● **The input**
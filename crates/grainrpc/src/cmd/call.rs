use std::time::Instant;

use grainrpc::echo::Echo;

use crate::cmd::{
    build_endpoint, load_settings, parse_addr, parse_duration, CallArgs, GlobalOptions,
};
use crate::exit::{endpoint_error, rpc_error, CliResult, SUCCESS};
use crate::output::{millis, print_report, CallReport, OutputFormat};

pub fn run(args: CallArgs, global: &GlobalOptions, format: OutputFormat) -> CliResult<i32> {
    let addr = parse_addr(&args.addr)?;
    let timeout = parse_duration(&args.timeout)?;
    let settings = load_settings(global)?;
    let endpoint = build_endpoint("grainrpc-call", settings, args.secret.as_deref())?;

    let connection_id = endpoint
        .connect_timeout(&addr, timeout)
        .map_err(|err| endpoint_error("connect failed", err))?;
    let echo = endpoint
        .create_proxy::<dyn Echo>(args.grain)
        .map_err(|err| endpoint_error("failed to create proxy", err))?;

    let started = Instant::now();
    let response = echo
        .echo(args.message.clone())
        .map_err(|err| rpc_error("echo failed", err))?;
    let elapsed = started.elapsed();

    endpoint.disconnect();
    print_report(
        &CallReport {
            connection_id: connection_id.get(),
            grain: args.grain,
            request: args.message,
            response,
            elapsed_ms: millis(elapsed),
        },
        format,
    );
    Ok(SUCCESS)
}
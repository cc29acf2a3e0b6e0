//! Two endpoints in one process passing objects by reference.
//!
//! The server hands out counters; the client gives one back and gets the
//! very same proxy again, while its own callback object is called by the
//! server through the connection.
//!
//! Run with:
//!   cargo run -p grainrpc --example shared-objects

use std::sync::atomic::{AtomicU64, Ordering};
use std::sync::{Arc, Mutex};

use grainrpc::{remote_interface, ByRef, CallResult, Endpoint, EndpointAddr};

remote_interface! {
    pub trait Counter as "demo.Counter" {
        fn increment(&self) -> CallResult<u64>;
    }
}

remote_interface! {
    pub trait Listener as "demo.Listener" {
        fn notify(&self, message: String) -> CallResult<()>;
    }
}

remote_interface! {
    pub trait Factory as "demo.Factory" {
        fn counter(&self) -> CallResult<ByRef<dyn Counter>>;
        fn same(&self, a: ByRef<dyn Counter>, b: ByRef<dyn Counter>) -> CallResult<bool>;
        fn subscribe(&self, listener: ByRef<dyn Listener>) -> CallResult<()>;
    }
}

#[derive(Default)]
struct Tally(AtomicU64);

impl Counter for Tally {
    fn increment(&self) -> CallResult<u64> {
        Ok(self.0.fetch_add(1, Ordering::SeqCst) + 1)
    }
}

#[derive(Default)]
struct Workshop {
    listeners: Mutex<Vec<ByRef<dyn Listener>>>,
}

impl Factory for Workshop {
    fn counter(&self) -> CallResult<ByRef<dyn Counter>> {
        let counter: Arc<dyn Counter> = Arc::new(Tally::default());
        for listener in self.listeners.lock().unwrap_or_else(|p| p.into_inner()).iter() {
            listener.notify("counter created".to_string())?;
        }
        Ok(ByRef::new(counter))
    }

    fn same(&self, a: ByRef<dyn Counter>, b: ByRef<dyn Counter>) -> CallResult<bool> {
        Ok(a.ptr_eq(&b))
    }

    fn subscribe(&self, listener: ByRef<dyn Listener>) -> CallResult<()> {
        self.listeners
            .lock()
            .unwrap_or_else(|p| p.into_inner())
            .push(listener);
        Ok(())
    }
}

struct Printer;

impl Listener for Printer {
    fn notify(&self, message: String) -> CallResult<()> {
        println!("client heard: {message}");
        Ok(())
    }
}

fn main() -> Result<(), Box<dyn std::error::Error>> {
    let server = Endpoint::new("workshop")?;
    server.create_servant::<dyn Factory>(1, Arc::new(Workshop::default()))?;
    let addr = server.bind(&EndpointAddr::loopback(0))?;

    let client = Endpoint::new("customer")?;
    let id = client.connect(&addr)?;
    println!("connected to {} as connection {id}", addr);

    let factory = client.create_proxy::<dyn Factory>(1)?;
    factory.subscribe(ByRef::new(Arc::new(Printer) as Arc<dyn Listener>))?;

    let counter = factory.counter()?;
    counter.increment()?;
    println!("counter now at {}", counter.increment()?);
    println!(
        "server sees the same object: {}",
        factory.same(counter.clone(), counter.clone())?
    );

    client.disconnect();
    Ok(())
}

==

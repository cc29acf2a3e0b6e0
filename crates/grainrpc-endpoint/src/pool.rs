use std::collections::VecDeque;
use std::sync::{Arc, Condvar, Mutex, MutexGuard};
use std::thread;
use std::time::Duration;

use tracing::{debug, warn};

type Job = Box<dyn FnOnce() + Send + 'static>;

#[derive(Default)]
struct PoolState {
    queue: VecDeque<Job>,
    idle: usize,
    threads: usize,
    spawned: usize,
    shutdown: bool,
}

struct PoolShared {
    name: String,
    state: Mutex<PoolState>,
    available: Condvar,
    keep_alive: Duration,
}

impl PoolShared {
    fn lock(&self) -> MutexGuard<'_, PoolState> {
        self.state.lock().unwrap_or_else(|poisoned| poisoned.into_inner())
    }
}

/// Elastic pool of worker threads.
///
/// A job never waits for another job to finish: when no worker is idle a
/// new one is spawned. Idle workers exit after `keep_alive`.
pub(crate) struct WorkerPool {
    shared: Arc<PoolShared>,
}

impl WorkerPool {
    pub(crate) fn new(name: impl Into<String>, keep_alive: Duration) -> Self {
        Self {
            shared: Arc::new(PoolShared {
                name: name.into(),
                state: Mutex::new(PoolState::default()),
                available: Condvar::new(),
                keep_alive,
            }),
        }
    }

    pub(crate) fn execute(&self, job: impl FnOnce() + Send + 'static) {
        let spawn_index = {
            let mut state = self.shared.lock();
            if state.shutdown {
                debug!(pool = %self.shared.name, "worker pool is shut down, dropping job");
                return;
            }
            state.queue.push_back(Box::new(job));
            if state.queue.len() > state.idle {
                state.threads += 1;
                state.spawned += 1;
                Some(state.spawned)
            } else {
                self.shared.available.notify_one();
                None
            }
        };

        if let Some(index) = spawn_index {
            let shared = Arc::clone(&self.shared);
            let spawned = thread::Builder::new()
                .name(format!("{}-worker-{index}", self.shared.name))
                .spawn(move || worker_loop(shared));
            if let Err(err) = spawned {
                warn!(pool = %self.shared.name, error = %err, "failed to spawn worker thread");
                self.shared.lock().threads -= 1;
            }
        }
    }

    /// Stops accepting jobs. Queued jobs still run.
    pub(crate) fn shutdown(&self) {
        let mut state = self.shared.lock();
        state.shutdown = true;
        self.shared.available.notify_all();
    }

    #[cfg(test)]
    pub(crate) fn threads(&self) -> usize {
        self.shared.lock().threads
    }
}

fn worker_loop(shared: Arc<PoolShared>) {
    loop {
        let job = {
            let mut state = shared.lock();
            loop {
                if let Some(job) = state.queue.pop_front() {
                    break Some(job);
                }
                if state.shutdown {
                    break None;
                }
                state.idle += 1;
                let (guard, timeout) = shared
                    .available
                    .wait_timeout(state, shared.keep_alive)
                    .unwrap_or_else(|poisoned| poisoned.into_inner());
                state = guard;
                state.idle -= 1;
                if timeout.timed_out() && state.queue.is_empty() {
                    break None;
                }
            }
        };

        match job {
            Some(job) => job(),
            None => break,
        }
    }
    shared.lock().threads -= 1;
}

● **Task requirements**
In the listing, return each line containing the string "static".

● **Exercise solution**
type Job = Box<dyn FnOnce() + Send + 'static>;
    pub(crate) fn execute(&self, job: impl FnOnce() + Send + 'static) {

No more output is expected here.